After a derailment that released thousands of gallons of a hazardous chemical into the air last week in New Jersey, forcing more than 200 households to be evacuated, a congressman from the area said Wednesday that it is time to end what he called “a culture of self-regulation” for the industry.
“We’ve got to come up with a sensible set of regulations,” said U.S. Rep. Rob Andrews, a Democrat who is planning to join three other members of Congress Thursday for a tour of the derailment site.
A spokeswoman for the industry said the rail companies have specific requirements from the Federal Railroad Administration and other regulators, and that it makes sense for companies to conduct their own inspections and report on their own accidents.

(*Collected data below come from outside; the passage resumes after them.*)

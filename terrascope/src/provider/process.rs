//! Sentinel Hub Processing API request body.
//!
//! ```json
//! {
//!   "input": {
//!     "bounds": { "bbox": [w, s, e, n], "properties": { "crs": "..." } },
//!     "data": [{ "type": "sentinel-2-l2a",
//!                "dataFilter": { "timeRange": { "from": "...", "to": "..." },
//!                                "maxCloudCoverage": 20 } }]
//!   },
//!   "output": { "width": 512, "height": 512,
//!               "responses": [{ "identifier": "default", "format": { "type": "image/png" } }] },
//!   "evalscript": "//VERSION=3 ..."
//! }
//! ```

use serde::Serialize;

use crate::coord::BoundingBox;
use crate::imagery::{ValidatedRequest, DEFAULT_CONTENT_TYPE};

/// CRS of the bounding box coordinates (WGS84 lon/lat).
pub const WGS84_CRS: &str = "http://www.opengis.net/def/crs/EPSG/0/4326";

/// Full body of a processing call.
#[derive(Debug, Clone, Serialize)]
pub struct ProcessRequest {
    pub input: Input,
    pub output: Output,
    pub evalscript: String,
}

#[derive(Debug, Clone, Serialize)]
pub struct Input {
    pub bounds: Bounds,
    pub data: Vec<DataSpec>,
}

#[derive(Debug, Clone, Serialize)]
pub struct Bounds {
    pub bbox: BoundingBox,
    pub properties: BoundsProperties,
}

#[derive(Debug, Clone, Serialize)]
pub struct BoundsProperties {
    pub crs: String,
}

#[derive(Debug, Clone, Serialize)]
pub struct DataSpec {
    #[serde(rename = "type")]
    pub source: String,
    #[serde(rename = "dataFilter")]
    pub data_filter: DataFilter,
}

#[derive(Debug, Clone, Serialize)]
#[serde(rename_all = "camelCase")]
pub struct DataFilter {
    pub time_range: TimeRange,
    #[serde(skip_serializing_if = "Option::is_none")]
    pub max_cloud_coverage: Option<f64>,
}

#[derive(Debug, Clone, Serialize)]
pub struct TimeRange {
    pub from: String,
    pub to: String,
}

#[derive(Debug, Clone, Serialize)]
pub struct Output {
    pub width: u32,
    pub height: u32,
    pub responses: Vec<ResponseSpec>,
}

#[derive(Debug, Clone, Serialize)]
pub struct ResponseSpec {
    pub identifier: String,
    pub format: ResponseFormat,
}

#[derive(Debug, Clone, Serialize)]
pub struct ResponseFormat {
    #[serde(rename = "type")]
    pub mime_type: String,
}

impl ProcessRequest {
    /// Builds the processing body for a validated request.
    pub fn new(request: &ValidatedRequest) -> Self {
        Self {
            input: Input {
                bounds: Bounds {
                    bbox: request.bbox,
                    properties: BoundsProperties {
                        crs: WGS84_CRS.to_string(),
                    },
                },
                data: vec![DataSpec {
                    source: request.layer.data_source.as_str().to_string(),
                    data_filter: DataFilter {
                        time_range: TimeRange {
                            from: request.window.start_str(),
                            to: request.window.end_str(),
                        },
                        max_cloud_coverage: request.max_cloud_coverage,
                    },
                }],
            },
            output: Output {
                width: request.width,
                height: request.height,
                responses: vec![ResponseSpec {
                    identifier: "default".to_string(),
                    format: ResponseFormat {
                        mime_type: DEFAULT_CONTENT_TYPE.to_string(),
                    },
                }],
            },
            evalscript: request.layer.evalscript.to_string(),
        }
    }
}
//! `terrascope config ...`: inspect and edit settings in place.

use std::str::FromStr;

use clap::Subcommand;
use console::style;
use terrascope::config::{config_file_path, ConfigFile, ConfigKey};

use crate::error::CliError;

#[derive(Debug, Subcommand)]
pub enum ConfigCommands {
    /// Print one setting, unmasked
    Get {
        /// Setting name as section.key, e.g. cache.ttl_hours
        key: String,
    },

    /// Change one setting and save the file
    Set {
        /// Setting name as section.key, e.g. cache.ttl_hours
        key: String,
        value: String,
    },

    /// Print every setting; secrets are masked
    List,

    /// Print where the config file lives
    Path,
}

pub fn run(command: ConfigCommands) -> Result<(), CliError> {
    match command {
        ConfigCommands::Get { key } => {
            let key = lookup(&key)?;
            let config = ConfigFile::load()?;
            println!("{}", or_unset(key.get(&config)));
        }
        ConfigCommands::Set { key, value } => {
            let key = lookup(&key)?;
            let mut config = ConfigFile::load()?;
            key.set(&mut config, &value)?;
            config.save()?;
            println!("{} = {}", key.name(), key.display_value(&config));
        }
        ConfigCommands::List => print_all(&ConfigFile::load()?),
        ConfigCommands::Path => println!("{}", config_file_path().display()),
    }
    Ok(())
}

fn lookup(name: &str) -> Result<ConfigKey, CliError> {
    ConfigKey::from_str(name).map_err(|_| {
        CliError::Config(format!(
            "no setting named '{}' (run 'terrascope config list' for the full set)",
            name
        ))
    })
}

fn or_unset(value: String) -> String {
    if value.is_empty() {
        "(not set)".to_string()
    } else {
        value
    }
}

fn print_all(config: &ConfigFile) {
    let width = ConfigKey::all()
        .iter()
        .map(|k| k.key_name().len())
        .max()
        .unwrap_or(0);

    let mut section = None;
    for key in ConfigKey::all() {
        if section != Some(key.section()) {
            if section.is_some() {
                println!();
            }
            println!("{}", style(format!("[{}]", key.section())).bold());
            section = Some(key.section());
        }
        println!(
            "  {:<width$} = {}",
            key.key_name(),
            or_unset(key.display_value(config)),
            width = width
        );
    }
}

“We are the only mode of transportation that owns, maintains and repairs its own infrastructure,” said Holly Arthur, a spokeswoman for the Association of American Railroads. “It is in the railroad’s interest to ensure that infrastructure is world-class.”

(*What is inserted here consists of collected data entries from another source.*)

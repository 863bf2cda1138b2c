//! Typed configuration keys for `config get|set|list`.

use std::path::PathBuf;
use std::str::FromStr;

use super::file::{parse_bind, parse_memory_size, ConfigError, ConfigFile};
use super::size::format_size;

/// Every settable `section.key`.
#[derive(Debug, Clone, Copy, PartialEq, Eq, Hash)]
pub enum ConfigKey {
    SentinelHubInstanceId,
    SentinelHubClientId,
    SentinelHubClientSecret,
    SentinelHubTokenUrl,
    SentinelHubProcessUrl,
    SentinelHubTimeout,
    WeatherApiKey,
    WeatherBaseUrl,
    CacheTtlHours,
    CacheMemorySize,
    CacheSweepInterval,
    ServerBind,
    LoggingDirectory,
}

const ALL_KEYS: [ConfigKey; 13] = [
    ConfigKey::SentinelHubInstanceId,
    ConfigKey::SentinelHubClientId,
    ConfigKey::SentinelHubClientSecret,
    ConfigKey::SentinelHubTokenUrl,
    ConfigKey::SentinelHubProcessUrl,
    ConfigKey::SentinelHubTimeout,
    ConfigKey::WeatherApiKey,
    ConfigKey::WeatherBaseUrl,
    ConfigKey::CacheTtlHours,
    ConfigKey::CacheMemorySize,
    ConfigKey::CacheSweepInterval,
    ConfigKey::ServerBind,
    ConfigKey::LoggingDirectory,
];

impl ConfigKey {
    /// All keys in file order.
    pub fn all() -> &'static [ConfigKey] {
        &ALL_KEYS
    }

    pub fn section(&self) -> &'static str {
        match self {
            ConfigKey::SentinelHubInstanceId
            | ConfigKey::SentinelHubClientId
            | ConfigKey::SentinelHubClientSecret
            | ConfigKey::SentinelHubTokenUrl
            | ConfigKey::SentinelHubProcessUrl
            | ConfigKey::SentinelHubTimeout => "sentinel_hub",
            ConfigKey::WeatherApiKey | ConfigKey::WeatherBaseUrl => "weather",
            ConfigKey::CacheTtlHours | ConfigKey::CacheMemorySize | ConfigKey::CacheSweepInterval => {
                "cache"
            }
            ConfigKey::ServerBind => "server",
            ConfigKey::LoggingDirectory => "logging",
        }
    }

    pub fn key_name(&self) -> &'static str {
        match self {
            ConfigKey::SentinelHubInstanceId => "instance_id",
            ConfigKey::SentinelHubClientId => "client_id",
            ConfigKey::SentinelHubClientSecret => "client_secret",
            ConfigKey::SentinelHubTokenUrl => "token_url",
            ConfigKey::SentinelHubProcessUrl => "process_url",
            ConfigKey::SentinelHubTimeout => "timeout",
            ConfigKey::WeatherApiKey => "api_key",
            ConfigKey::WeatherBaseUrl => "base_url",
            ConfigKey::CacheTtlHours => "ttl_hours",
            ConfigKey::CacheMemorySize => "memory_size",
            ConfigKey::CacheSweepInterval => "sweep_interval",
            ConfigKey::ServerBind => "bind",
            ConfigKey::LoggingDirectory => "directory",
        }
    }

    /// Full `section.key` name.
    pub fn name(&self) -> String {
        format!("{}.{}", self.section(), self.key_name())
    }

    /// True for values that must not be echoed in listings.
    pub fn is_secret(&self) -> bool {
        matches!(
            self,
            ConfigKey::SentinelHubClientSecret | ConfigKey::WeatherApiKey
        )
    }

    /// Current value as a string; empty when unset.
    pub fn get(&self, config: &ConfigFile) -> String {
        let opt = |v: &Option<String>| v.clone().unwrap_or_default();
        match self {
            ConfigKey::SentinelHubInstanceId => opt(&config.sentinel_hub.instance_id),
            ConfigKey::SentinelHubClientId => opt(&config.sentinel_hub.client_id),
            ConfigKey::SentinelHubClientSecret => opt(&config.sentinel_hub.client_secret),
            ConfigKey::SentinelHubTokenUrl => config.sentinel_hub.token_url.clone(),
            ConfigKey::SentinelHubProcessUrl => config.sentinel_hub.process_url.clone(),
            ConfigKey::SentinelHubTimeout => config.sentinel_hub.timeout.to_string(),
            ConfigKey::WeatherApiKey => opt(&config.weather.api_key),
            ConfigKey::WeatherBaseUrl => config.weather.base_url.clone(),
            ConfigKey::CacheTtlHours => config.cache.ttl_hours.to_string(),
            ConfigKey::CacheMemorySize => format_size(config.cache.memory_size),
            ConfigKey::CacheSweepInterval => config.cache.sweep_interval.to_string(),
            ConfigKey::ServerBind => config.server.bind.clone(),
            ConfigKey::LoggingDirectory => config
                .logging
                .directory
                .as_ref()
                .map(|p| p.display().to_string())
                .unwrap_or_default(),
        }
    }

    /// Value for display, with secrets masked.
    pub fn display_value(&self, config: &ConfigFile) -> String {
        let value = self.get(config);
        if self.is_secret() && !value.is_empty() {
            "********".to_string()
        } else {
            value
        }
    }

    /// Validates and stores `value`.
    pub fn set(&self, config: &mut ConfigFile, value: &str) -> Result<(), ConfigError> {
        let value = value.trim();
        let optional = |v: &str| (!v.is_empty()).then(|| v.to_string());

        match self {
            ConfigKey::SentinelHubInstanceId => config.sentinel_hub.instance_id = optional(value),
            ConfigKey::SentinelHubClientId => config.sentinel_hub.client_id = optional(value),
            ConfigKey::SentinelHubClientSecret => {
                config.sentinel_hub.client_secret = optional(value)
            }
            ConfigKey::SentinelHubTokenUrl => config.sentinel_hub.token_url = self.url(value)?,
            ConfigKey::SentinelHubProcessUrl => config.sentinel_hub.process_url = self.url(value)?,
            ConfigKey::SentinelHubTimeout => config.sentinel_hub.timeout = self.positive(value)?,
            ConfigKey::WeatherApiKey => config.weather.api_key = optional(value),
            ConfigKey::WeatherBaseUrl => config.weather.base_url = self.url(value)?,
            ConfigKey::CacheTtlHours => config.cache.ttl_hours = self.positive(value)?,
            ConfigKey::CacheMemorySize => {
                config.cache.memory_size = parse_memory_size(value)
                    .ok_or_else(|| self.invalid(value, "expected a size such as 512MB or 2GB"))?
            }
            ConfigKey::CacheSweepInterval => config.cache.sweep_interval = self.positive(value)?,
            ConfigKey::ServerBind => {
                parse_bind(value)?;
                config.server.bind = value.to_string();
            }
            ConfigKey::LoggingDirectory => {
                config.logging.directory = optional(value).map(PathBuf::from)
            }
        }
        Ok(())
    }

    fn invalid(&self, value: &str, reason: &str) -> ConfigError {
        ConfigError::InvalidValue {
            key: self.name(),
            value: value.to_string(),
            reason: reason.to_string(),
        }
    }

    fn positive(&self, value: &str) -> Result<u64, ConfigError> {
        value
            .parse::<u64>()
            .ok()
            .filter(|&n| n > 0)
            .ok_or_else(|| self.invalid(value, "expected a positive integer"))
    }

    fn url(&self, value: &str) -> Result<String, ConfigError> {
        if value.starts_with("http://") || value.starts_with("https://") {
            Ok(value.trim_end_matches('/').to_string())
        } else {
            Err(self.invalid(value, "expected an http(s) URL"))
        }
    }
}

impl FromStr for ConfigKey {
    type Err = ConfigError;

    fn from_str(s: &str) -> Result<Self, Self::Err> {
        let wanted = s.trim().to_ascii_lowercase();
        ALL_KEYS
            .iter()
            .copied()
            .find(|key| key.name() == wanted)
            .ok_or_else(|| ConfigError::UnknownKey(s.to_string()))
    }
}

impl std::fmt::Display for ConfigKey {
    fn fmt(&self, f: &mut std::fmt::Formatter<'_>) -> std::fmt::Result {
        write!(f, "{}.{}", self.section(), self.key_name())
    }
}

#[cfg(test)]
mod tests {
    use super::*;

    #[test]
    fn test_parse_key_names() {
        assert_eq!(
            "sentinel_hub.client_id".parse::<ConfigKey>().unwrap(),
            ConfigKey::SentinelHubClientId
        );
        assert_eq!("CACHE.TTL_HOURS".parse::<ConfigKey>().unwrap(), ConfigKey::CacheTtlHours);
        assert!("cache.nope".parse::<ConfigKey>().is_err());
    }

    #[test]
    fn test_every_key_name_parses_back() {
        for key in ConfigKey::all() {
            assert_eq!(key.name().parse::<ConfigKey>().unwrap(), *key);
        }
    }

    #[test]
    fn test_set_and_get() {
        let mut config = ConfigFile::default();
        ConfigKey::CacheMemorySize.set(&mut config, "1GB").unwrap();
        ConfigKey::SentinelHubTimeout.set(&mut config, "90").unwrap();
        ConfigKey::ServerBind.set(&mut config, "0.0.0.0:8080").unwrap();

        assert_eq!(config.cache.memory_size, 1024 * 1024 * 1024);
        assert_eq!(ConfigKey::CacheMemorySize.get(&config), "1GB");
        assert_eq!(ConfigKey::SentinelHubTimeout.get(&config), "90");
        assert_eq!(ConfigKey::ServerBind.get(&config), "0.0.0.0:8080");
    }

    #[test]
    fn test_set_rejects_invalid_values() {
        let mut config = ConfigFile::default();
        assert!(ConfigKey::CacheTtlHours.set(&mut config, "0").is_err());
        assert!(ConfigKey::CacheMemorySize.set(&mut config, "lots").is_err());
        assert!(ConfigKey::ServerBind.set(&mut config, "localhost").is_err());
        assert!(ConfigKey::WeatherBaseUrl.set(&mut config, "ftp://x").is_err());
        assert_eq!(config, ConfigFile::default());
    }

    #[test]
    fn test_empty_value_clears_optional() {
        let mut config = ConfigFile::default();
        ConfigKey::SentinelHubClientId.set(&mut config, "abc").unwrap();
        ConfigKey::SentinelHubClientId.set(&mut config, "").unwrap();
        assert!(config.sentinel_hub.client_id.is_none());
    }

    #[test]
    fn test_secrets_masked() {
        let mut config = ConfigFile::default();
        ConfigKey::SentinelHubClientSecret.set(&mut config, "hunter2").unwrap();
        assert_eq!(ConfigKey::SentinelHubClientSecret.display_value(&config), "********");
        assert_eq!(ConfigKey::SentinelHubClientSecret.get(&config), "hunter2");
        assert_eq!(ConfigKey::WeatherApiKey.display_value(&config), "");
    }
}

Many standards for rail operation, she said, are laid out in federal regulations and the FRA has the power to penalize noncompliant railroads with civil penalties. She said that the industry is required by law to haul hazardous chemicals and that leaks are rare.
Last Friday, seven cars on an 84-car train derailed on or near a swivel-style bridge over Mantua Creek in Paulsboro. A tanker car carrying vinyl chloride, a gas used to make PVC plastic, was ruptured, sending thousands of gallons of the chemical into the atmosphere.

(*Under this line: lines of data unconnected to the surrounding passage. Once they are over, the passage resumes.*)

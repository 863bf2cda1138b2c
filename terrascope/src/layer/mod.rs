//! Imagery layer registry
//!
//! A layer is a named rendering configuration: which spectral bands of the
//! source scenes to read and how to turn them into output pixels. The
//! rendering expression (evalscript) is provider configuration and is passed
//! through to the provider untouched.

mod evalscripts;
mod registry;

pub use registry::{DataSource, Layer, LayerRegistry, DEFAULT_LAYER_ID};
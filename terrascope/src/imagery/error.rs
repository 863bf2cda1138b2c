//! Error taxonomy for imagery requests.

use thiserror::Error;

use crate::auth::AuthError;
use crate::cache::CacheError;
use crate::provider::ProviderError;

/// A malformed or out-of-range request field.
///
/// Raised before any I/O takes place.
#[derive(Debug, Clone, PartialEq, Error)]
#[error("invalid {field}: {reason}")]
pub struct ValidationError {
    /// Wire name of the offending field (e.g. `bbox`, `width`, `dateFrom`).
    pub field: &'static str,
    pub reason: String,
}

impl ValidationError {
    pub fn new(field: &'static str, reason: impl Into<String>) -> Self {
        Self {
            field,
            reason: reason.into(),
        }
    }
}

/// Every way an imagery fetch can fail.
///
/// `Clone` so one in-flight result can be handed to every waiter.
#[derive(Debug, Clone, Error)]
pub enum ImageryError {
    #[error(transparent)]
    Validation(#[from] ValidationError),

    #[error(transparent)]
    Auth(#[from] AuthError),

    #[error(transparent)]
    Provider(#[from] ProviderError),

    #[error(transparent)]
    Cache(#[from] CacheError),
}

impl ImageryError {
    /// Short machine-readable kind.
    pub fn kind(&self) -> &'static str {
        match self {
            ImageryError::Validation(_) => "validation",
            ImageryError::Auth(_) => "auth",
            ImageryError::Provider(_) => "provider",
            ImageryError::Cache(_) => "cache",
        }
    }
}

Dozens of people who live or work nearby were checked out at an emergency room and none showed serious health effects. Since then, the people who live in more than 200 homes nearby in the industrial town across the Delaware River from Philadelphia International Airport have been evacuated. Vinyl chloride levels have intermittently risen high enough that workers trying to recover the remaining chemical, which naturally hardened into a solid, have been pulled off the scene.
The National Transportation Safety Board is investigating the crash and has not ruled on its cause.
But board chairman Deborah Hersman has laid out how the bridge, originally built in 1873, had problems in the weeks leading up to the derailment. When the train that derailed pulled up to the swivel-style structure on Friday, the signal light was red. She said that was an indication that all four locking mechanisms on the bridge were not secured. But after the train’s conductor looked at the structure, he received permission from a dispatcher several miles away to cross even under a red light.
Hersman was careful to say that the train crew members followed their training.
But Andrews said that guidance may have been incorrect.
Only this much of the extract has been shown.